(Records from a data source)
--- START ---

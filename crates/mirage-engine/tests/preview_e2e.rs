use mirage_engine::{
    FailureKind, LoadError, LoaderConfig, Previewer, Target, VirtualFileSet,
};

fn render(target: Target, files: &[(&str, &str)], entry: &str) -> Result<String, mirage_engine::RenderFailure> {
    let files = VirtualFileSet::new(files.iter().copied(), entry).expect("valid file set");
    Previewer::new(target, LoaderConfig::default()).render(&files)
}

#[test]
fn test_material_dashboard() {
    let result = render(
        Target::Material,
        &[
            (
                "App.tsx",
                r#"
                import { Button, Typography } from "@mui/material";
                import DeleteIcon from "@mui/icons-material/Delete";
                import StatCard from "./components/StatCard";

                export default function App() {
                    return (
                        <main>
                            <Typography variant="h4">Overview</Typography>
                            <StatCard label="Users" value={42} />
                            <Button variant="contained" startIcon={<DeleteIcon />}>Remove</Button>
                        </main>
                    );
                }
                "#,
            ),
            (
                "components/StatCard.tsx",
                r#"
                import { Card } from "@mui/material";
                export default function StatCard({ label, value }) {
                    return <Card className="stat"><span>{label}: {value}</span></Card>;
                }
                "#,
            ),
        ],
        "App.tsx",
    );

    match result {
        Ok(html) => {
            assert!(html.starts_with("<main>"), "{}", html);
            assert!(html.contains("<h4 class=\"MuiTypography-root MuiTypography-h4\">Overview</h4>"), "{}", html);
            assert!(html.contains("MuiCard-root stat"), "{}", html);
            assert!(html.contains("<span>Users: 42</span>"), "{}", html);
            assert!(html.contains("MuiButton-contained"), "{}", html);
            assert!(html.contains("MuiSvgIcon-root"), "{}", html);
            assert!(html.contains("Remove</button>"), "{}", html);
        }
        Err(e) => panic!("Failed: {:?}", e),
    }
}

#[test]
fn test_tailwind_card() {
    let result = render(
        Target::Tailwind,
        &[(
            "App.tsx",
            r#"
            import { Button } from "@/components/ui/button";
            import { Card, CardHeader, CardTitle } from "@/components/ui/card";
            import { cn } from "@/lib/utils";
            import { Search } from "lucide-react";

            export default function App() {
                const active = true;
                return (
                    <Card className={cn("w-80", active && "ring-2", false && "hidden")}>
                        <CardHeader><CardTitle>Find</CardTitle></CardHeader>
                        <Button variant="outline"><Search size={16} /> Go</Button>
                    </Card>
                );
            }
            "#,
        )],
        "App.tsx",
    );

    match result {
        Ok(html) => {
            assert!(html.contains("w-80 ring-2"), "{}", html);
            assert!(!html.contains("hidden"), "{}", html);
            assert!(html.contains(">Find</h3>"), "{}", html);
            assert!(html.contains("border border-input"), "{}", html);
            assert!(html.contains("lucide lucide-search"), "{}", html);
        }
        Err(e) => panic!("Failed: {:?}", e),
    }
}

#[test]
fn test_unknown_package_names_importer() {
    let files = VirtualFileSet::new(
        [
            ("App.tsx", "import Chart from './Chart'; export default () => <Chart />;"),
            ("Chart.tsx", "import { Line } from 'unknown-pkg'; export default () => <Line />;"),
        ],
        "App.tsx",
    )
    .unwrap();
    let previewer = Previewer::new(Target::Html, LoaderConfig::default());

    match previewer.load(&files) {
        Err(LoadError::ModuleNotFound { specifier, importer }) => {
            assert_eq!(specifier, "unknown-pkg");
            assert_eq!(importer, "Chart.tsx");
        }
        other => panic!("Expected module-not-found, got {:?}", other),
    }

    let failure = previewer.render(&files).unwrap_err();
    assert_eq!(failure.kind(), Some(FailureKind::Load));
    let detail = failure.detail.unwrap();
    assert_eq!(detail.specifier.as_deref(), Some("unknown-pkg"));
    assert_eq!(detail.path.as_deref(), Some("Chart.tsx"));
}

#[test]
fn test_html_target_only_has_react() {
    let result = render(
        Target::Html,
        &[(
            "App.jsx",
            r#"
            import { useState } from "react";
            import { Button } from "@mui/material";
            export default () => <Button />;
            "#,
        )],
        "App.jsx",
    );
    let failure = result.unwrap_err();
    assert_eq!(
        failure.message,
        "Cannot find module '@mui/material' imported from 'App.jsx'"
    );
}

#[test]
fn test_cyclic_components_render() {
    let result = render(
        Target::Html,
        &[
            (
                "App.tsx",
                r#"
                import { Tree } from "./Tree";
                export const depthLimit = 2;
                export default () => <Tree depth={0} />;
                "#,
            ),
            (
                "Tree.tsx",
                r#"
                import { depthLimit } from "./App";
                export function Tree({ depth }) {
                    if (depth >= depthLimit) return <i>leaf</i>;
                    return <b><Tree depth={depth + 1} /></b>;
                }
                "#,
            ),
        ],
        "App.tsx",
    );

    match result {
        Ok(html) => assert_eq!(html, "<b><b><i>leaf</i></b></b>"),
        Err(e) => panic!("Failed: {:?}", e),
    }
}

#[test]
fn test_render_error_is_attributed_to_entry() {
    let failure = render(
        Target::Material,
        &[(
            "App.tsx",
            "export default function App() { throw new Error(\"boom\"); }",
        )],
        "App.tsx",
    )
    .unwrap_err();
    assert_eq!(failure.message, "Error: boom");
    assert_eq!(failure.kind(), Some(FailureKind::Render));
    assert_eq!(failure.detail.unwrap().path.as_deref(), Some("App.tsx"));
}

#[test]
fn test_native_targets_need_bootstrap() {
    let files = VirtualFileSet::single("main.js", "export default {};").unwrap();
    let previewer = Previewer::new(Target::Vuetify, LoaderConfig::default());
    assert!(previewer.loader().is_none());
    assert!(matches!(previewer.load(&files), Err(LoadError::Unsupported(_))));
}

--- END ---

* EXERCISE *
Where a line above holds the word "const", copy it.

* YOUR SOLUTION *
                const active = true;
                export const depthLimit = 2;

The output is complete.